(Beginning of MATERIAL SUPPLIED)
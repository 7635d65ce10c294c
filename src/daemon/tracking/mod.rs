//! Owner of the [TimeAccountant]. Samples, control events from the UI and finished analyses all end
//! up here and are applied one at a time, so the counters never see concurrent writers.

pub mod writer;

use std::{sync::Arc, time::Duration};

use anyhow::Result;
use tokio::{
    sync::mpsc::Receiver,
    task::JoinSet,
    time::{Instant, MissedTickBehavior},
};
use tokio_util::sync::CancellationToken;
use tracing::{debug, error, info};
use writer::SnapshotWriter;

use crate::{
    accounting::{Session, Tick, TimeAccountant},
    classify::{verdict::Verdict, ProductivityClassifier},
    config::TrackerConfig,
    storage::{snapshot::Snapshot, PersistenceGateway},
    utils::clock::Clock,
    window_api::Sample,
};

use super::ui::{ControlEvent, RestoredState, TrackingUpdate, UiEvent, UiSink};

/// Shown as the current app until the first sample after a restart.
pub const RESTORED_APP: &str = "Restored session";

#[derive(Debug, Clone)]
pub enum TrackerEvent {
    Tick(Sample),
    Control(ControlEvent),
}

/// Outcome of a full classification launched for one tick.
struct Analysis {
    session: Session,
    delta: f64,
    current_app: String,
    quick: Verdict,
    full: Verdict,
}

pub struct TrackingModule {
    receiver: Receiver<TrackerEvent>,
    accountant: TimeAccountant,
    classifier: Arc<ProductivityClassifier>,
    writer: SnapshotWriter,
    ui: Box<dyn UiSink>,
    clock: Arc<dyn Clock>,
    shutdown: CancellationToken,
    analyses: JoinSet<Analysis>,
    last_result: Option<Verdict>,
    last_analysis: Option<Instant>,
    analysis_cooldown: Duration,
    flush_interval: Duration,
}

impl TrackingModule {
    /// Loads the previous state from `gateway`, announces it to the UI and returns the module
    /// ready to run. Unreadable state is logged and replaced by zeroed counters.
    pub async fn restore<G>(
        gateway: G,
        receiver: Receiver<TrackerEvent>,
        classifier: Arc<ProductivityClassifier>,
        ui: Box<dyn UiSink>,
        clock: Arc<dyn Clock>,
        shutdown: CancellationToken,
        config: &TrackerConfig,
    ) -> Self
    where
        G: PersistenceGateway + Send + Sync + 'static,
    {
        let (mut accountant, last_result) = match gateway.load().await {
            Ok(Some(snapshot)) => {
                info!(
                    total = snapshot.total_time_seconds,
                    productive = snapshot.productive_time_seconds,
                    is_tracking = snapshot.is_tracking,
                    "Restored tracking state"
                );
                let accountant = TimeAccountant::restore(
                    snapshot.total_time_seconds,
                    snapshot.productive_time_seconds,
                    snapshot.is_tracking,
                    clock.time(),
                );
                (accountant, snapshot.last_result)
            }
            Ok(None) => (TimeAccountant::new(), None),
            Err(e) => {
                error!("Failed to load tracking state, starting fresh {e:?}");
                (TimeAccountant::new(), None)
            }
        };

        if config.track_on_start {
            accountant.start(clock.time());
        }

        let module = Self {
            receiver,
            accountant,
            classifier,
            writer: SnapshotWriter::spawn(gateway),
            ui,
            clock,
            shutdown,
            analyses: JoinSet::new(),
            last_result,
            last_analysis: None,
            analysis_cooldown: config.analysis_cooldown(),
            flush_interval: config.flush_interval(),
        };
        module.push_restored_state();
        if config.track_on_start {
            module.flush();
        }
        module
    }

    /// Runs until shutdown is requested or every sender is gone. Analyses still in flight are
    /// abandoned and the final state is saved before returning.
    pub async fn run(mut self) -> Result<()> {
        let mut flush = tokio::time::interval_at(
            Instant::now() + self.flush_interval,
            self.flush_interval,
        );
        flush.set_missed_tick_behavior(MissedTickBehavior::Delay);

        loop {
            tokio::select! {
                _ = self.shutdown.cancelled() => break,
                _ = flush.tick() => {
                    if self.accountant.is_tracking() {
                        self.flush();
                    }
                }
                Some(joined) = self.analyses.join_next() => match joined {
                    Ok(analysis) => self.apply_analysis(analysis),
                    Err(e) => error!("Analysis task failed {e:?}"),
                },
                event = self.receiver.recv() => match event {
                    Some(event) => self.handle(event),
                    None => break,
                },
            }
        }

        self.analyses.abort_all();
        self.receiver.close();
        let last = self.snapshot();
        self.writer.finish(last).await;
        info!("Tracking module stopped");
        Ok(())
    }

    fn handle(&mut self, event: TrackerEvent) {
        match event {
            TrackerEvent::Tick(sample) => self.on_sample(sample),
            TrackerEvent::Control(ControlEvent::ToggleTracking(true)) => {
                self.accountant.start(self.clock.time());
                self.flush();
            }
            TrackerEvent::Control(ControlEvent::ToggleTracking(false)) => {
                self.accountant.stop();
                self.flush();
            }
            TrackerEvent::Control(ControlEvent::ResetData) => {
                self.accountant.reset();
                self.last_result = None;
                self.flush();
            }
        }
    }

    fn on_sample(&mut self, sample: Sample) {
        if !self.accountant.is_tracking() {
            return;
        }
        let quick = self.classifier.quick(&sample);
        let Some(tick) = self.accountant.advance(sample.observed_at, &quick) else {
            return;
        };
        debug!(
            process = sample.process_name(),
            title = sample.window_title(),
            delta = tick.delta,
            is_productive = quick.is_productive,
            "Applied quick result"
        );

        self.push_update(sample.process_name(), &quick, true);
        self.last_result = Some(quick.clone());

        if self.analysis_due() {
            self.launch_analysis(sample, tick, quick);
        }
    }

    fn analysis_due(&mut self) -> bool {
        let now = self.clock.instant();
        match self.last_analysis {
            Some(last) if now.saturating_duration_since(last) < self.analysis_cooldown => false,
            _ => {
                self.last_analysis = Some(now);
                true
            }
        }
    }

    fn launch_analysis(&mut self, sample: Sample, tick: Tick, quick: Verdict) {
        let classifier = self.classifier.clone();
        self.analyses.spawn(async move {
            let full = classifier.full(&sample).await;
            Analysis {
                session: tick.session,
                delta: tick.delta,
                current_app: sample.process_name().into(),
                quick,
                full,
            }
        });
    }

    /// Applies a finished analysis. Results for ticks of an earlier session are stale and dropped.
    fn apply_analysis(&mut self, analysis: Analysis) {
        if analysis.session != self.accountant.session() {
            debug!("Discarding analysis of a previous session");
            return;
        }
        if !analysis.full.disagrees_with(&analysis.quick) {
            return;
        }

        self.accountant.correct(
            analysis.delta,
            analysis.quick.is_productive,
            analysis.full.is_productive,
        );
        self.push_update(&analysis.current_app, &analysis.full, false);
        self.last_result = Some(analysis.full);
    }

    fn push_update(&self, current_app: &str, verdict: &Verdict, is_quick_result: bool) {
        let update =
            TrackingUpdate::new(current_app, verdict, &self.accountant.state(), is_quick_result);
        self.ui.push(UiEvent::TrackingUpdate(update));
    }

    fn push_restored_state(&self) {
        let verdict = self
            .last_result
            .clone()
            .unwrap_or_else(|| Verdict::unknown(""));
        let state = self.accountant.state();
        self.ui.push(UiEvent::RestoreTrackingState(RestoredState {
            update: TrackingUpdate::new(RESTORED_APP, &verdict, &state, true),
            is_tracking: state.is_tracking,
        }));
    }

    fn snapshot(&self) -> Snapshot {
        Snapshot::capture(
            &self.accountant.state(),
            self.last_result.clone(),
            self.clock.time(),
        )
    }

    fn flush(&self) {
        self.writer.submit(self.snapshot());
    }
}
(End of MATERIAL SUPPLIED)
TASK DESCRIPTION
List every line above containing the word "spawn".

WRITTEN SOLUTION
            writer: SnapshotWriter::spawn(gateway),
        self.analyses.spawn(async move {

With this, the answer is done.